Prompt: Locate the string "documents" in the records below. Copy every line where it occurs.

Given information:
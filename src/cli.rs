//! Headless command line front end.
//!
//! Every editing subcommand loads a document file, applies one edit and
//! writes the file back. Failed edits leave the file untouched. Files that
//! were written are recorded in the settings' recent files.

use std::path::{Path, PathBuf};

use anyhow::{bail, Context};
use clap::{Args, Parser, Subcommand, ValueEnum};
use tracing::{debug, info, warn};

use gridborder_core::Color;
use gridborder_designer::model::HighlightKind;
use gridborder_designer::ops::SideDeltas;
use gridborder_designer::{Cell, Document, LineKey, Orientation};
use gridborder_settings::{Config, SettingsManager};

#[derive(Debug, Parser)]
#[command(
    name = "gridborder",
    about = "Draw diagrams on the borders of a grid",
    version
)]
pub struct Cli {
    /// Settings file (.toml or .json). Defaults to the platform config directory.
    #[arg(long, global = true)]
    pub config: Option<PathBuf>,

    /// Write logs to this file instead of stderr.
    #[arg(long, global = true)]
    pub log_file: Option<PathBuf>,

    #[command(subcommand)]
    pub command: Commands,
}

#[derive(Debug, Subcommand)]
pub enum Commands {
    /// Create an empty document using the configured grid defaults.
    New(NewArgs),

    /// Print size, line counts and highlights of a document.
    Info(FileArg),

    /// Flood fill the closed region around a cell.
    Fill(CellArgs),

    /// Extend a segment to the nearest parallel segment on its line.
    Extend(SegmentArgs),

    /// Draw or erase every horizontal segment on a grid line.
    Row(BulkArgs),

    /// Draw or erase every vertical segment on a grid line.
    Column(BulkArgs),

    /// Color or clear a row or column highlight.
    Highlight(HighlightArgs),

    /// Resize the grid.
    Resize(ResizeArgs),

    /// List recently written documents, newest first.
    Recent,
}

#[derive(Debug, Args)]
pub struct FileArg {
    /// Document file in the JSON import/export format.
    pub file: PathBuf,
}

#[derive(Debug, Args)]
pub struct NewArgs {
    pub file: PathBuf,
    #[arg(long)]
    pub width: Option<i32>,
    #[arg(long)]
    pub height: Option<i32>,
    /// Replace an existing file.
    #[arg(long)]
    pub force: bool,
}

#[derive(Debug, Args)]
pub struct CellArgs {
    pub file: PathBuf,
    pub x: i32,
    pub y: i32,
    /// Color to fill with, `#rrggbb`. Defaults to the document's color.
    #[arg(long)]
    pub color: Option<String>,
}

#[derive(Debug, Clone, Copy, ValueEnum)]
pub enum Axis {
    #[value(name = "h")]
    Horizontal,
    #[value(name = "v")]
    Vertical,
}

impl From<Axis> for Orientation {
    fn from(axis: Axis) -> Self {
        match axis {
            Axis::Horizontal => Orientation::Horizontal,
            Axis::Vertical => Orientation::Vertical,
        }
    }
}

#[derive(Debug, Args)]
pub struct SegmentArgs {
    pub file: PathBuf,
    pub x: i32,
    pub y: i32,
    #[arg(value_enum)]
    pub axis: Axis,
}

#[derive(Debug, Args)]
pub struct BulkArgs {
    pub file: PathBuf,
    /// Grid line index.
    pub index: i32,
    #[arg(long)]
    pub erase: bool,
}

#[derive(Debug, Clone, Copy, ValueEnum)]
pub enum HighlightTarget {
    Row,
    Col,
}

#[derive(Debug, Args)]
pub struct HighlightArgs {
    pub file: PathBuf,
    #[arg(value_enum)]
    pub target: HighlightTarget,
    pub index: i32,
    /// Highlight color, `#rrggbb`. Defaults to the document's color.
    #[arg(long, conflicts_with = "clear")]
    pub color: Option<String>,
    #[arg(long)]
    pub clear: bool,
}

#[derive(Debug, Args)]
pub struct ResizeArgs {
    pub file: PathBuf,
    /// New width, keeping the content centered.
    #[arg(long, requires = "height")]
    pub width: Option<i32>,
    #[arg(long, requires = "width")]
    pub height: Option<i32>,
    /// Rows to add (or remove, if negative) at the top.
    #[arg(long, default_value_t = 0, allow_negative_numbers = true)]
    pub top: i32,
    #[arg(long, default_value_t = 0, allow_negative_numbers = true)]
    pub bottom: i32,
    #[arg(long, default_value_t = 0, allow_negative_numbers = true)]
    pub left: i32,
    #[arg(long, default_value_t = 0, allow_negative_numbers = true)]
    pub right: i32,
}

pub fn run(cli: Cli) -> anyhow::Result<()> {
    let mut settings = load_settings(cli.config.as_deref())?;

    let saved = match cli.command {
        Commands::New(args) => {
            run_new(settings.config(), &args)?;
            Some(args.file)
        }
        Commands::Info(args) => {
            run_info(&args.file)?;
            None
        }
        Commands::Recent => {
            run_recent(settings.config());
            None
        }
        Commands::Fill(args) => {
            let saved = edit(&args.file, |doc| {
                if let Some(color) = &args.color {
                    doc.set_active_color(parse_color(color)?);
                }
                let region = doc.fill_at(Cell::new(args.x, args.y))?;
                println!(
                    "Filled {} cells bounded by {} segments",
                    region.cells,
                    region.borders.len()
                );
                Ok(())
            })?;
            saved.then_some(args.file)
        }
        Commands::Extend(args) => {
            let saved = edit(&args.file, |doc| {
                let added = doc.extend_line(LineKey::new(args.x, args.y, args.axis.into()))?;
                println!("Added {added} segments");
                Ok(())
            })?;
            saved.then_some(args.file)
        }
        Commands::Row(args) => {
            let saved = edit(&args.file, |doc| {
                let changed = if args.erase {
                    doc.erase_row(args.index)?
                } else {
                    doc.fill_row(args.index)?
                };
                println!("Changed {changed} segments");
                Ok(())
            })?;
            saved.then_some(args.file)
        }
        Commands::Column(args) => {
            let saved = edit(&args.file, |doc| {
                let changed = if args.erase {
                    doc.erase_column(args.index)?
                } else {
                    doc.fill_column(args.index)?
                };
                println!("Changed {changed} segments");
                Ok(())
            })?;
            saved.then_some(args.file)
        }
        Commands::Highlight(args) => {
            let saved = edit(&args.file, |doc| {
                let kind = match args.target {
                    HighlightTarget::Row => HighlightKind::Row,
                    HighlightTarget::Col => HighlightKind::Col,
                };
                if args.clear {
                    if !doc.remove_highlight(kind, args.index) {
                        println!("Nothing to clear");
                    }
                    return Ok(());
                }
                let color = match &args.color {
                    Some(text) => parse_color(text)?,
                    None => doc.active_color(),
                };
                doc.apply_highlight(kind, args.index, color)?;
                Ok(())
            })?;
            saved.then_some(args.file)
        }
        Commands::Resize(args) => {
            let saved = edit(&args.file, |doc| {
                let dropped = match (args.width, args.height) {
                    (Some(width), Some(height)) => doc.resize_to(width, height)?,
                    _ => doc.resize_sides(SideDeltas::new(
                        args.top,
                        args.bottom,
                        args.left,
                        args.right,
                    ))?,
                };
                println!(
                    "Grid is now {}x{}, {} segments dropped",
                    doc.width(),
                    doc.height(),
                    dropped
                );
                Ok(())
            })?;
            saved.then_some(args.file)
        }
    };

    if let Some(path) = saved {
        remember(&mut settings, &path);
    }
    Ok(())
}

fn load_settings(path: Option<&Path>) -> anyhow::Result<SettingsManager> {
    match path {
        Some(path) => {
            let mut manager = SettingsManager::with_path(path);
            manager
                .load()
                .with_context(|| format!("Failed to load settings from {}", path.display()))?;
            Ok(manager)
        }
        None => {
            let mut manager = SettingsManager::new()?;
            manager.load_or_default();
            Ok(manager)
        }
    }
}

/// Records `path` as the most recent document. A settings file that
/// cannot be written does not fail the command.
fn remember(settings: &mut SettingsManager, path: &Path) {
    let path = std::fs::canonicalize(path).unwrap_or_else(|_| path.to_path_buf());
    settings.config_mut().add_recent_file(path);
    if let Err(err) = settings.save() {
        warn!(
            "Failed to update recent files in {}: {}",
            settings.path().display(),
            err
        );
    }
}

fn parse_color(text: &str) -> anyhow::Result<Color> {
    text.parse::<Color>()
        .with_context(|| format!("Invalid color '{text}'"))
}

fn run_new(config: &Config, args: &NewArgs) -> anyhow::Result<()> {
    if args.file.exists() && !args.force {
        bail!(
            "{} already exists, pass --force to replace it",
            args.file.display()
        );
    }
    let mut grid = config.grid.clone();
    grid.width = args.width.unwrap_or(grid.width);
    grid.height = args.height.unwrap_or(grid.height);

    let document = grid.new_document()?;
    document.save_to_file(&args.file)?;
    info!(
        "Created {}x{} document at {}",
        document.width(),
        document.height(),
        args.file.display()
    );
    Ok(())
}

fn run_recent(config: &Config) {
    if config.recent_files.is_empty() {
        println!("No recent files");
        return;
    }
    for path in &config.recent_files {
        println!("{}", path.display());
    }
}

fn run_info(path: &Path) -> anyhow::Result<()> {
    let document = Document::load_from_file(path)?;
    let stats = document.statistics();

    println!("Size:        {}x{}", document.width(), document.height());
    println!("Color:       {}", document.active_color());
    println!(
        "Segments:    {} ({} horizontal, {} vertical)",
        stats.total, stats.horizontal, stats.vertical
    );
    if let Some(bounds) = stats.bounds {
        println!(
            "Extent:      ({}, {}) to ({}, {})",
            bounds.min_x, bounds.min_y, bounds.max_x, bounds.max_y
        );
    }
    println!("Highlights:  {}", document.highlights().len());
    for highlight in document.highlights().iter() {
        let kind = match highlight.kind {
            HighlightKind::Row => "row",
            HighlightKind::Col => "col",
        };
        println!("  {kind} {} {}", highlight.index, highlight.color);
    }
    Ok(())
}

/// Loads `path`, applies `op` and saves the result only if `op` succeeded
/// and changed something. Returns whether the file was written.
fn edit<F>(path: &Path, op: F) -> anyhow::Result<bool>
where
    F: FnOnce(&mut Document) -> anyhow::Result<()>,
{
    let mut document = Document::load_from_file(path)?;
    let revision = document.revision();

    op(&mut document)?;

    if document.revision() == revision {
        debug!("No changes to {}", path.display());
        return Ok(false);
    }
    document.save_to_file(path)?;
    info!("Saved {}", path.display());
    Ok(true)
}
//! File I/O and JSON import/export for documents.

use std::path::Path;

use gridborder_core::DocumentError;
use tracing::{debug, info};

use super::Document;
use crate::serialization::{self, DocumentFile};

impl Document {
    /// Save document to file.
    pub fn save_to_file(&self, path: impl AsRef<Path>) -> anyhow::Result<()> {
        DocumentFile::from_snapshot(&self.snapshot()).save_to_file(&path)?;
        info!("Saved document to {}", path.as_ref().display());
        Ok(())
    }

    /// Load document from file.
    pub fn load_from_file(path: impl AsRef<Path>) -> anyhow::Result<Self> {
        let file = DocumentFile::load_from_file(&path)?;
        let document = Document::from(file.into_snapshot()?);
        info!(
            "Loaded {}x{} document with {} lines from {}",
            document.width,
            document.height,
            document.lines.len(),
            path.as_ref().display()
        );
        Ok(document)
    }

    /// Replaces the content with an imported document. On failure the
    /// document is left as it was.
    pub fn import_json(&mut self, text: &str) -> Result<(), DocumentError> {
        let snapshot = serialization::import_json(text)?;
        debug!("Imported document");
        self.restore(snapshot);
        Ok(())
    }

    pub fn export_json(&self) -> gridborder_core::Result<String> {
        serialization::export_json(&self.snapshot())
    }
}
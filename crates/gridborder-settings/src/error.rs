//! Error types for the settings crate.
//!
//! This module provides structured error types for configuration loading,
//! saving and validation.

use std::io;
use thiserror::Error;

/// Errors that can occur during settings operations.
#[derive(Error, Debug)]
pub enum SettingsError {
    /// A configuration value is invalid.
    #[error("Invalid setting '{key}': {reason}")]
    InvalidSetting { key: String, reason: String },

    /// The configuration directory could not be found or created.
    #[error("Config directory error: {0}")]
    ConfigDirectory(String),

    /// I/O error during file operations.
    #[error("I/O error: {0}")]
    IoError(#[from] io::Error),

    /// JSON serialization/deserialization error.
    #[error("JSON error: {0}")]
    JsonError(#[from] serde_json::Error),

    /// TOML deserialization error.
    #[error("TOML error: {0}")]
    TomlError(#[from] toml::de::Error),

    /// TOML serialization error.
    #[error("TOML error: {0}")]
    TomlSerError(#[from] toml::ser::Error),

    /// A configuration format error occurred.
    #[error("Config error: {0}")]
    Config(#[from] ConfigError),
}

impl SettingsError {
    pub fn invalid(key: impl Into<String>, reason: impl Into<String>) -> Self {
        SettingsError::InvalidSetting {
            key: key.into(),
            reason: reason.into(),
        }
    }
}

/// Errors related to the configuration file itself.
#[derive(Error, Debug)]
pub enum ConfigError {
    /// The configuration file format is not supported.
    #[error("Unsupported config format: {0}")]
    UnsupportedFormat(String),

    /// Platform is not supported for config directory resolution.
    #[error("Unsupported platform: {0}")]
    UnsupportedPlatform(String),
}

/// Result type alias for settings operations.
pub type SettingsResult<T> = Result<T, SettingsError>;
//! # GridBorder Core
//!
//! Core types and utilities for GridBorder.
//! Provides the error taxonomy shared by every layer, the color type used
//! for lines and highlights, and the geometry and interaction constants.

pub mod color;
pub mod constants;
pub mod error;

pub use color::Color;
pub use error::{DocumentError, Error, GridError, Result};
//! Line and highlight colors
//!
//! Colors are plain 24-bit RGB values exchanged as `#rrggbb` text.
//! Parsing accepts upper or lower case and the `#rgb` shorthand;
//! formatting always produces lowercase `#rrggbb`.

use serde::{Deserialize, Serialize};
use std::fmt;
use std::str::FromStr;

use crate::error::DocumentError;

/// An RGB color
#[derive(Debug, Clone, Copy, PartialEq, Eq, Hash, Serialize, Deserialize)]
#[serde(try_from = "String", into = "String")]
pub struct Color {
    /// Red channel
    pub r: u8,
    /// Green channel
    pub g: u8,
    /// Blue channel
    pub b: u8,
}

impl Color {
    /// Black, the color new documents draw with
    pub const BLACK: Color = Color::rgb(0, 0, 0);

    /// Creates a color from its channels.
    pub const fn rgb(r: u8, g: u8, b: u8) -> Self {
        Self { r, g, b }
    }

    /// Parses `#rrggbb`, `rrggbb`, `#rgb` or `rgb`.
    pub fn from_hex(text: &str) -> Result<Self, DocumentError> {
        let invalid = || DocumentError::InvalidColor {
            value: text.to_string(),
        };
        let digits = text.trim().strip_prefix('#').unwrap_or(text.trim());
        if !digits.chars().all(|c| c.is_ascii_hexdigit()) {
            return Err(invalid());
        }

        match digits.len() {
            6 => {
                let value = u32::from_str_radix(digits, 16).map_err(|_| invalid())?;
                Ok(Self::rgb(
                    (value >> 16) as u8,
                    (value >> 8) as u8,
                    value as u8,
                ))
            }
            3 => {
                let value = u16::from_str_radix(digits, 16).map_err(|_| invalid())?;
                let expand = |nibble: u16| (nibble as u8 & 0x0f) * 0x11;
                Ok(Self::rgb(
                    expand(value >> 8),
                    expand(value >> 4),
                    expand(value),
                ))
            }
            _ => Err(invalid()),
        }
    }

    /// Formats as lowercase `#rrggbb`.
    pub fn to_hex(&self) -> String {
        format!("#{:02x}{:02x}{:02x}", self.r, self.g, self.b)
    }
}

impl Default for Color {
    fn default() -> Self {
        Self::BLACK
    }
}

impl fmt::Display for Color {
    fn fmt(&self, f: &mut fmt::Formatter<'_>) -> fmt::Result {
        write!(f, "{}", self.to_hex())
    }
}

impl FromStr for Color {
    type Err = DocumentError;

    fn from_str(s: &str) -> Result<Self, Self::Err> {
        Self::from_hex(s)
    }
}

impl TryFrom<String> for Color {
    type Error = DocumentError;

    fn try_from(value: String) -> Result<Self, Self::Error> {
        Self::from_hex(&value)
    }
}

impl From<Color> for String {
    fn from(color: Color) -> Self {
        color.to_hex()
    }
}
//! Row and column highlights with last-write-wins resolution.

use serde::{Deserialize, Serialize};

use gridborder_core::Color;

/// Whether a highlight covers a row or a column.
#[derive(Debug, Clone, Copy, PartialEq, Eq, Hash, Serialize, Deserialize)]
pub enum HighlightKind {
    #[serde(rename = "row")]
    Row,
    #[serde(rename = "col")]
    Col,
}

/// A colored row or column.
#[derive(Debug, Clone, Copy, PartialEq, Eq, Serialize, Deserialize)]
pub struct Highlight {
    #[serde(rename = "type")]
    pub kind: HighlightKind,
    pub index: i32,
    pub color: Color,
    /// Milliseconds since the Unix epoch. Later wins.
    pub timestamp: i64,
}

impl Highlight {
    pub fn new(kind: HighlightKind, index: i32, color: Color, timestamp: i64) -> Self {
        Self {
            kind,
            index,
            color,
            timestamp,
        }
    }

    /// Whether this highlight paints cell `(cell_x, cell_y)`.
    pub fn covers(&self, cell_x: i32, cell_y: i32) -> bool {
        match self.kind {
            HighlightKind::Row => self.index == cell_y,
            HighlightKind::Col => self.index == cell_x,
        }
    }

    fn in_bounds(&self, width: i32, height: i32) -> bool {
        match self.kind {
            HighlightKind::Row => (0..height).contains(&self.index),
            HighlightKind::Col => (0..width).contains(&self.index),
        }
    }
}

/// Ordered list of highlights, at most one per `(kind, index)`.
#[derive(Debug, Clone, Default, PartialEq, Eq)]
pub struct HighlightList {
    entries: Vec<Highlight>,
}

impl HighlightList {
    pub fn new() -> Self {
        Self::default()
    }

    /// Rebuilds a list from persisted entries, keeping only the newest
    /// entry per `(kind, index)`.
    pub fn from_entries(entries: impl IntoIterator<Item = Highlight>) -> Self {
        let mut list = Self::new();
        for entry in entries {
            match list.find(entry.kind, entry.index) {
                Some(existing) if existing.timestamp >= entry.timestamp => {}
                _ => list.apply(entry),
            }
        }
        list
    }

    pub fn len(&self) -> usize {
        self.entries.len()
    }

    pub fn is_empty(&self) -> bool {
        self.entries.is_empty()
    }

    pub fn iter(&self) -> impl Iterator<Item = &Highlight> + '_ {
        self.entries.iter()
    }

    pub fn find(&self, kind: HighlightKind, index: i32) -> Option<&Highlight> {
        self.entries
            .iter()
            .find(|h| h.kind == kind && h.index == index)
    }

    /// Replaces any entry for the same row/column and appends `highlight`.
    pub fn apply(&mut self, highlight: Highlight) {
        self.entries
            .retain(|h| !(h.kind == highlight.kind && h.index == highlight.index));
        self.entries.push(highlight);
    }

    /// Returns whether an entry was removed.
    pub fn remove(&mut self, kind: HighlightKind, index: i32) -> bool {
        let before = self.entries.len();
        self.entries.retain(|h| !(h.kind == kind && h.index == index));
        self.entries.len() != before
    }

    pub fn clear(&mut self) {
        self.entries.clear();
    }

    /// Effective highlight color of a cell: the newest entry covering its
    /// row or column.
    pub fn color_at(&self, cell_x: i32, cell_y: i32) -> Option<Color> {
        let mut winner: Option<&Highlight> = None;
        for entry in self.entries.iter().filter(|h| h.covers(cell_x, cell_y)) {
            match winner {
                Some(best) if entry.timestamp <= best.timestamp => {}
                _ => winner = Some(entry),
            }
        }
        winner.map(|h| h.color)
    }

    /// Shifts rows by `dy` and columns by `dx`, dropping entries that
    /// leave a `width` x `height` grid. Returns the number dropped.
    pub(crate) fn translate_and_clip(&mut self, dx: i32, dy: i32, width: i32, height: i32) -> usize {
        let before = self.entries.len();
        self.entries.retain_mut(|entry| {
            let shift = match entry.kind {
                HighlightKind::Row => dy,
                HighlightKind::Col => dx,
            };
            match entry.index.checked_add(shift) {
                Some(index) => {
                    entry.index = index;
                    entry.in_bounds(width, height)
                }
                None => false,
            }
        });
        before - self.entries.len()
    }
}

Result of the task:
    /// List recently written documents, newest first.
//! File I/O and JSON import/export for documents.
    /// Black, the color new documents draw with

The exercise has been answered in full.